PROVIDED MATERIAL
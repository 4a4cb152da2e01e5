use log::{debug, info};
use sqlx::{Pool, Postgres, QueryBuilder};

use crate::{
    constants::INVALID_CREDENTIALS,
    cryptography::{hash_password, verify_password},
    database::error::QueryError,
    error::{Error, HtmlError},
    form::{CredentialsPayload, ProfilePayload, UserPayload},
    jwt::generate_jwt_session,
    schema::{Id, User},
};

pub async fn get_user_by_email(pool: &Pool<Postgres>, email: &str) -> Result<Option<User>, Error> {
    let row: Option<User> = sqlx::query_as("SELECT * FROM users WHERE email = $1")
        .bind(email)
        .fetch_optional(pool)
        .await
        .map_err(QueryError::from)?;

    Ok(row)
}

pub async fn get_user_by_id(pool: &Pool<Postgres>, user_id: Id) -> Result<Option<User>, Error> {
    let row: Option<User> = sqlx::query_as("SELECT * FROM users WHERE id = $1")
        .bind(user_id)
        .fetch_optional(pool)
        .await
        .map_err(QueryError::from)?;

    Ok(row)
}

/// Creates a user, storing only the argon2 hash of the password.
pub async fn register_user(payload: &UserPayload, pool: &Pool<Postgres>) -> Result<User, Error> {
    let password = hash_password(&payload.password)?;

    let user: User = sqlx::query_as(
        "
        INSERT INTO users (email, password, name)
        VALUES ($1, $2, $3)
        RETURNING *
    ",
    )
    .bind(&payload.email)
    .bind(password)
    .bind(&payload.name)
    .fetch_one(pool)
    .await
    .map_err(|e| {
        let e = QueryError::from(e);
        if e.is_unique_violation() {
            Error::field("email", "user with this email already exists.")
        } else {
            e.into()
        }
    })?;

    info!("registered user {}", user.id);
    Ok(user)
}

/// Exchanges credentials for a session token.
pub async fn login_user(
    credentials: &CredentialsPayload,
    secret: &[u8],
    lifetime_hours: i64,
    pool: &Pool<Postgres>,
) -> Result<String, Error> {
    let user = get_user_by_email(pool, &credentials.email)
        .await?
        .filter(|user| user.is_active && verify_password(&credentials.password, &user.password));

    match user {
        Some(user) => generate_jwt_session(&user, secret, lifetime_hours),
        None => {
            debug!("rejected credentials for {}", credentials.email);
            Err(Error::field("non_field_errors", INVALID_CREDENTIALS))
        }
    }
}

pub async fn update_profile(
    user_id: Id,
    payload: &ProfilePayload,
    pool: &Pool<Postgres>,
) -> Result<User, Error> {
    let password = payload.password.as_deref().map(hash_password).transpose()?;

    let mut builder: QueryBuilder<Postgres> = QueryBuilder::new("UPDATE users SET ");
    let mut assignments = builder.separated(", ");
    // keeps the statement valid when the payload changes nothing
    assignments.push("id = id");
    if let Some(name) = &payload.name {
        assignments.push("name = ").push_bind_unseparated(name.to_owned());
    }
    if let Some(password) = password {
        assignments.push("password = ").push_bind_unseparated(password);
    }
    builder
        .push(" WHERE id = ")
        .push_bind(user_id)
        .push(" RETURNING *");

    let user: Option<User> = builder
        .build_query_as()
        .fetch_optional(pool)
        .await
        .map_err(QueryError::from)?;

    user.ok_or_else(|| HtmlError::NotFound.default())
}
mod database {
    pub mod actions;
    pub mod error;
    pub mod form;
    pub mod query;
    pub mod schema;
}
mod authentication {
    pub mod cryptography;
    pub mod jwt;
    pub mod middleware;
    pub mod permissions;
}
pub mod server {
    pub mod handlers;
    pub mod recover;
    pub mod representation;
    pub mod routes;
    pub mod state;
}
pub mod config;
pub mod constants;
pub mod error;
pub mod media;

pub use authentication::*;
pub use database::*;
pub use server::{routes::routes, state::AppState};
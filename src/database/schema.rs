use serde::Serialize;

pub type Id = i32;

#[derive(sqlx::FromRow, Debug, Clone)]
pub struct User {
    pub id: Id,
    pub email: String,
    pub password: String,
    pub name: String,
    pub is_active: bool,
    pub is_staff: bool,
}

/// Tags and ingredients share one shape and live in separate tables.
#[derive(Clone, Copy, Debug, PartialEq, Eq, Hash)]
pub enum AttributeKind {
    Tag,
    Ingredient,
}

impl AttributeKind {
    pub fn table(self) -> &'static str {
        match self {
            AttributeKind::Tag => "tags",
            AttributeKind::Ingredient => "ingredients",
        }
    }

    /// Association table between recipes and this attribute.
    pub fn link_table(self) -> &'static str {
        match self {
            AttributeKind::Tag => "recipe_tags",
            AttributeKind::Ingredient => "recipe_ingredients",
        }
    }

    pub fn link_column(self) -> &'static str {
        match self {
            AttributeKind::Tag => "tag_id",
            AttributeKind::Ingredient => "ingredient_id",
        }
    }

    /// Payload / query parameter key naming this relation.
    pub fn field(self) -> &'static str {
        self.table()
    }
}

#[derive(sqlx::FromRow, Debug, Clone, Serialize, PartialEq, Eq)]
pub struct Attribute {
    pub id: Id,
    pub name: String,
}

#[derive(sqlx::FromRow, Debug, Clone)]
pub struct LinkedAttribute {
    pub recipe_id: Id,
    pub id: Id,
    pub name: String,
}

impl From<LinkedAttribute> for Attribute {
    fn from(value: LinkedAttribute) -> Self {
        Self {
            id: value.id,
            name: value.name,
        }
    }
}

#[derive(sqlx::FromRow, Debug, Clone, PartialEq)]
pub struct Recipe {
    pub id: Id,
    pub user_id: Id,
    pub title: String,
    pub time_minutes: i32,
    pub price: f64,
    pub link: String,
    pub image: Option<String>,
}

/// A recipe together with both of its many-to-many relations.
#[derive(Debug, Clone, PartialEq)]
pub struct FullRecipe {
    pub recipe: Recipe,
    pub tags: Vec<Attribute>,
    pub ingredients: Vec<Attribute>,
}

impl FullRecipe {
    pub fn tag_ids(&self) -> Vec<Id> {
        self.tags.iter().map(|tag| tag.id).collect()
    }

    pub fn ingredient_ids(&self) -> Vec<Id> {
        self.ingredients.iter().map(|ingredient| ingredient.id).collect()
    }
}
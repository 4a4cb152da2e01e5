use std::fmt::{self, Display};

use log::error;

use crate::error::{Error, HtmlError};

#[derive(Debug)]
pub struct QueryError {
    info: String,
    unique_violation: bool,
}

impl QueryError {
    pub fn new(info: String) -> Self {
        Self {
            info,
            unique_violation: false,
        }
    }

    /// True when the statement failed on a UNIQUE constraint.
    pub fn is_unique_violation(&self) -> bool {
        self.unique_violation
    }
}

impl From<sqlx::Error> for QueryError {
    fn from(value: sqlx::Error) -> Self {
        match value {
            sqlx::Error::Configuration(e) => Self::new(format!("{e}")),
            sqlx::Error::Database(e) => Self {
                unique_violation: e.is_unique_violation(),
                info: format!("{e}"),
            },
            sqlx::Error::Io(e) => Self::new(format!("{e}")),
            sqlx::Error::Tls(e) => Self::new(format!("{e}")),
            sqlx::Error::Protocol(e) => Self::new(e),
            sqlx::Error::RowNotFound => Self::new("RowNotFound".to_string()),
            sqlx::Error::TypeNotFound { type_name } => {
                Self::new(format!("Type not found: {type_name}"))
            }
            sqlx::Error::ColumnIndexOutOfBounds { index, len } => {
                Self::new(format!("Column index out of bounds {index} ({len})"))
            }
            sqlx::Error::ColumnNotFound(e) => Self::new(e),
            sqlx::Error::ColumnDecode { index, source } => {
                Self::new(format!("Column decode {index} ({source})"))
            }
            sqlx::Error::Decode(e) => Self::new(format!("{e}")),
            sqlx::Error::AnyDriverError(e) => Self::new(format!("{e}")),
            sqlx::Error::PoolTimedOut => Self::new("Pool timed out".to_string()),
            sqlx::Error::PoolClosed => Self::new("Pool closed".to_string()),
            sqlx::Error::WorkerCrashed => Self::new("Worker crashed".to_string()),
            sqlx::Error::Migrate(e) => Self::new(format!("{e}")),
            _ => Self::new("Unknown error".to_string()),
        }
    }
}

impl From<QueryError> for Error {
    fn from(value: QueryError) -> Self {
        error!("query failed: {}", value.info);
        HtmlError::InternalServerError.default()
    }
}

impl Display for QueryError {
    fn fmt(&self, f: &mut fmt::Formatter<'_>) -> fmt::Result {
        write!(f, "({})", self.info)
    }
}

impl std::error::Error for QueryError {}

#[derive(Debug)]
pub struct TypeError {
    info: String,
}

impl TypeError {
    pub fn new(info: &str) -> Self {
        Self {
            info: info.to_string(),
        }
    }
}

impl From<TypeError> for Error {
    fn from(value: TypeError) -> Self {
        HtmlError::InvalidRequest.new(&value.info)
    }
}

impl Display for TypeError {
    fn fmt(&self, f: &mut fmt::Formatter<'_>) -> fmt::Result {
        write!(f, "({})", self.info)
    }
}

impl std::error::Error for TypeError {}
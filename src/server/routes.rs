use std::{collections::HashMap, convert::Infallible};

use serde_json::Value;
use warp::{filters::BoxedFilter, multipart, reject::Rejection, Filter, Reply};

use crate::{
    authentication::middleware::with_session,
    constants::MAX_JSON_BODY_BYTES,
    form::{Form, WriteMode},
    jwt::SessionData,
    schema::{AttributeKind, Id},
    server::{
        handlers::*,
        recover::handle_rejection,
        state::{with_state, AppState},
    },
};

/// A bounded json body, wrapped for field validation.
fn json_form() -> impl Filter<Extract = (Form,), Error = Rejection> + Clone {
    warp::body::content_length_limit(MAX_JSON_BODY_BYTES)
        .and(warp::body::json::<Value>())
        .map(Form::from_value)
}

/// PUT replaces, PATCH merges.
fn write_mode() -> impl Filter<Extract = (WriteMode,), Error = Rejection> + Clone {
    warp::put()
        .map(|| WriteMode::Replace)
        .or(warp::patch().map(|| WriteMode::Merge))
        .unify()
}

fn user_routes(state: AppState) -> BoxedFilter<(impl Reply,)> {
    let create = warp::path!("api" / "user" / "create")
        .and(warp::post())
        .and(json_form())
        .and(with_state(state.clone()))
        .and_then(create_user);

    let token = warp::path!("api" / "user" / "token")
        .and(warp::post())
        .and(json_form())
        .and(with_state(state.clone()))
        .and_then(create_token);

    let me = warp::path!("api" / "user" / "me");
    let profile = me
        .clone()
        .and(warp::get())
        .and(with_session(state.clone()))
        .and(with_state(state.clone()))
        .and_then(get_profile);
    let edit = me
        .and(write_mode())
        .and(with_session(state.clone()))
        .and(json_form())
        .and(with_state(state))
        .and_then(edit_profile);

    create.or(token).or(profile).or(edit).boxed()
}

fn attribute_routes(
    kind: AttributeKind,
    segment: &'static str,
    state: AppState,
) -> BoxedFilter<(impl Reply,)> {
    let base = warp::path("api")
        .and(warp::path("recipe"))
        .and(warp::path(segment))
        .and(warp::path::end());

    let list = base
        .clone()
        .and(warp::get())
        .and(with_session(state.clone()))
        .and(with_state(state.clone()))
        .and_then(move |session: SessionData, state: AppState| {
            list_attribute_handler(kind, session, state)
        });

    let create = base
        .and(warp::post())
        .and(with_session(state.clone()))
        .and(json_form())
        .and(with_state(state))
        .and_then(move |session: SessionData, form: Form, state: AppState| {
            create_attribute_handler(kind, session, form, state)
        });

    list.or(create).boxed()
}

fn recipe_routes(state: AppState) -> BoxedFilter<(impl Reply,)> {
    let collection = warp::path!("api" / "recipe" / "recipes");
    let list = collection
        .clone()
        .and(warp::get())
        .and(with_session(state.clone()))
        .and(warp::query::<HashMap<String, String>>())
        .and(with_state(state.clone()))
        .and_then(list_recipes);
    let create = collection
        .and(warp::post())
        .and(with_session(state.clone()))
        .and(json_form())
        .and(with_state(state.clone()))
        .and_then(create_recipe_handler);

    let item = warp::path!("api" / "recipe" / "recipes" / Id);
    let retrieve = item
        .clone()
        .and(warp::get())
        .and(with_session(state.clone()))
        .and(with_state(state.clone()))
        .and_then(retrieve_recipe);
    let update = item
        .clone()
        .and(write_mode())
        .and(with_session(state.clone()))
        .and(json_form())
        .and(with_state(state.clone()))
        .and_then(update_recipe_handler);
    let delete = item
        .and(warp::delete())
        .and(with_session(state.clone()))
        .and(with_state(state.clone()))
        .and_then(delete_recipe_handler);

    let upload = warp::path!("api" / "recipe" / "recipes" / Id / "upload-image")
        .and(warp::post())
        .and(with_session(state.clone()))
        .and(multipart::form().max_length(state.config.max_upload_bytes))
        .and(with_state(state))
        .and_then(upload_image);

    list.or(create)
        .or(retrieve)
        .or(update)
        .or(delete)
        .or(upload)
        .boxed()
}

fn media_routes(state: &AppState) -> BoxedFilter<(impl Reply,)> {
    warp::path("media")
        .and(warp::get())
        .and(warp::fs::dir(state.media.root().to_path_buf()))
        .boxed()
}

/// Every endpoint of the service, with rejections rendered as json.
pub fn routes(
    state: AppState,
) -> impl Filter<Extract = (impl Reply,), Error = Infallible> + Clone {
    user_routes(state.clone())
        .or(attribute_routes(AttributeKind::Tag, "tags", state.clone()))
        .or(attribute_routes(
            AttributeKind::Ingredient,
            "ingredients",
            state.clone(),
        ))
        .or(recipe_routes(state.clone()))
        .or(media_routes(&state))
        .recover(handle_rejection)
        .with(warp::log("recipe_api"))
}
fn validate_email(form: &mut Form, email: &str) -> Option<String> {
    let valid = match email.rsplit_once('@') {
        Some((local, domain)) => {
            !local.is_empty()
                && !domain.is_empty()
                && domain.contains('.')
                && !domain.starts_with('.')
                && !domain.ends_with('.')
                && !email.contains(char::is_whitespace)
        }
        None => false,
    };

    if !valid {
        form.reject("email", "Enter a valid email address.".to_string());
        return None;
    }
    Some(normalize_email(email))
}

/// Lower-cases the domain part, leaves the local part as given.
pub fn normalize_email(email: &str) -> String {
    match email.trim().rsplit_once('@') {
        Some((local, domain)) => format!("{}@{}", local, domain.to_lowercase()),
        None => email.trim().to_string(),
    }
}
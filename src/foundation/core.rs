pub use kurbo::{Affine, BezPath, Point, Rect, Vec2};

/// Side length of the logical slide canvas. Layer geometry is always expressed in this
/// square, whatever the on-screen zoom.
pub const CANVAS_SIZE: f64 = 1080.0;

/// Smallest width/height a resize drag may produce, in logical units.
pub const MIN_LAYER_SIZE: f64 = 20.0;

/// Screen-space side length of a selection handle, in pixels.
pub const HANDLE_SIZE_PX: f64 = 10.0;

/// Number of grid cells along one canvas edge.
pub const GRID_DIVISIONS: u32 = 20;

/// Logical canvas bounds `[0, CANVAS_SIZE]²`.
pub fn canvas_rect() -> Rect {
    Rect::new(0.0, 0.0, CANVAS_SIZE, CANVAS_SIZE)
}

/// Premultiplied RGBA8 (r,g,b already multiplied by a).
#[derive(Clone, Copy, Debug, PartialEq, Eq, Hash)]
pub struct Rgba8Premul {
    /// Red channel premultiplied by alpha.
    pub r: u8,
    /// Green channel premultiplied by alpha.
    pub g: u8,
    /// Blue channel premultiplied by alpha.
    pub b: u8,
    /// Alpha channel.
    pub a: u8,
}

impl Rgba8Premul {
    /// Convert straight-alpha RGBA8 into premultiplied RGBA8.
    pub fn from_straight_rgba(r: u8, g: u8, b: u8, a: u8) -> Self {
        fn premul(c: u8, a: u8) -> u8 {
            let c = u16::from(c);
            let a = u16::from(a);
            (((c * a) + 127) / 255) as u8
        }

        Self {
            r: premul(r, a),
            g: premul(g, a),
            b: premul(b, a),
            a,
        }
    }

    /// Channels as a `[r, g, b, a]` array.
    pub fn to_array(self) -> [u8; 4] {
        [self.r, self.g, self.b, self.a]
    }
}

#[cfg(test)]
#[path = "../../tests/unit/foundation/core.rs"]
mod tests;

DESCRIPTION OF THE TASK
Copy every line of the material above in which the string "struct" can be found.

TASK RESPONSE
pub struct User {
pub struct Attribute {
pub struct LinkedAttribute {
pub struct Recipe {
pub struct FullRecipe {
pub struct QueryError {
pub struct TypeError {
pub struct Rgba8Premul {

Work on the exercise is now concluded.